*Stored items:*
---
//! The host page surface the dispatcher reads from and acts on.
//!
//! Everything page-specific lives behind [`Host`]: element lookups are phrased
//! as semantic [`Target`]s and the host decides how to find them. A browser
//! binding resolves each target with [`Target::selector`]; tests and the replay
//! binary use [`MemoryHost`].

mod memory;
mod target;

pub use memory::{HostAction, MemoryElement, MemoryHost};
pub use target::Target;

use crate::overlay::OverlayView;
use serde::{Deserialize, Serialize};

/// Opaque handle naming an element owned by the host document.
///
/// Handles are lookups, not ownership: they are only meaningful for the
/// duration of one command and the follow-up it schedules.
#[derive(Debug, Clone, Copy, PartialEq, Eq, Hash, PartialOrd, Ord, Serialize, Deserialize)]
#[serde(transparent)]
pub struct ElementRef(pub usize);

/// Coarse element classification used by the typing guard and chat detection.
#[derive(Debug, Clone, Copy, PartialEq, Eq, Default, Serialize, Deserialize)]
#[serde(rename_all = "snake_case")]
pub enum ElementKind {
    Input,
    TextArea,
    Select,
    /// Any element with `contenteditable` set.
    Editable,
    #[default]
    Other,
}

impl ElementKind {
    /// Whether focus on this kind of element means the user is typing.
    pub fn accepts_text(&self) -> bool {
        !matches!(self, ElementKind::Other)
    }
}

/// Synthetic notifications dispatched on a note field before saving.
#[derive(Debug, Clone, Copy, PartialEq, Eq, Serialize, Deserialize)]
#[serde(rename_all = "lowercase")]
pub enum Notification {
    Input,
    Change,
    KeyUp,
    Blur,
}

impl Notification {
    /// The order the host page's validators expect to see them in.
    pub const FLUSH_SEQUENCE: [Notification; 4] = [
        Notification::Input,
        Notification::Change,
        Notification::KeyUp,
        Notification::Blur,
    ];

    pub fn event_type(&self) -> &'static str {
        match self {
            Notification::Input => "input",
            Notification::Change => "change",
            Notification::KeyUp => "keyup",
            Notification::Blur => "blur",
        }
    }
}

/// Query and command surface of the live document.
///
/// Queries must tolerate absent elements by returning `None`, `false` or an
/// empty value; they never fail.
pub trait Host {
    /// Platform string reported by the host (`navigator.platform`).
    fn platform(&self) -> Option<String>;

    /// Path component of the current URL.
    fn location_path(&self) -> String;

    /// All elements matching `target`, in document order. `scope` restricts the
    /// search to descendants of that element; `None` searches the document.
    fn query_all(&self, scope: Option<ElementRef>, target: Target) -> Vec<ElementRef>;

    /// First element matching `target` within `scope`.
    fn query(&self, scope: Option<ElementRef>, target: Target) -> Option<ElementRef> {
        self.query_all(scope, target).into_iter().next()
    }

    /// Nearest inclusive ancestor of `element` matching `target`.
    fn closest(&self, element: ElementRef, target: Target) -> Option<ElementRef>;

    /// Text content of the element and its descendants.
    fn text(&self, element: ElementRef) -> String;

    /// Current value of a form control; empty for other elements.
    fn value(&self, element: ElementRef) -> String;

    fn attribute(&self, element: ElementRef, name: &str) -> Option<String>;

    fn kind(&self, element: ElementRef) -> ElementKind;

    /// False when the element or any ancestor is not rendered.
    fn is_displayed(&self, element: ElementRef) -> bool;

    fn focused(&self) -> Option<ElementRef>;

    /// Content of `<meta name="...">`.
    fn meta_content(&self, name: &str) -> Option<String>;

    /// Whether the page's own modal constructor is loaded, which fetched
    /// dialog scripts depend on.
    fn has_modal_constructor(&self) -> bool;

    /// Inline `overflow` style of the document body.
    fn body_overflow(&self) -> String;

    fn click(&mut self, element: ElementRef);

    fn focus(&mut self, element: ElementRef);

    /// Dispatch a bubbling synthetic event on the element.
    fn notify(&mut self, element: ElementRef, notification: Notification);

    /// Smooth-scroll the element to the top of the viewport.
    fn scroll_into_view(&mut self, element: ElementRef);

    /// Show a non-blocking, user-visible message.
    fn show_notice(&mut self, message: &str);

    fn navigate(&mut self, href: &str);

    /// Run a fetched script in the page's scripting context.
    fn execute_script(&mut self, script: &str) -> Result<(), String>;

    fn set_body_overflow(&mut self, value: &str);

    /// Attach the shortcuts overlay to the document. Called once per session.
    fn mount_overlay(&mut self, view: &OverlayView);

    fn set_overlay_visible(&mut self, visible: bool);

    fn focus_overlay(&mut self);
}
---
*Problem requirements:* Considering only the data above, return the lines in which "Option" occurs.

*Answer for the task:*
    fn platform(&self) -> Option<String>;
    fn query_all(&self, scope: Option<ElementRef>, target: Target) -> Vec<ElementRef>;
    fn query(&self, scope: Option<ElementRef>, target: Target) -> Option<ElementRef> {
    fn closest(&self, element: ElementRef, target: Target) -> Option<ElementRef>;
    fn attribute(&self, element: ElementRef, name: &str) -> Option<String>;
    fn focused(&self) -> Option<ElementRef>;
    fn meta_content(&self, name: &str) -> Option<String>;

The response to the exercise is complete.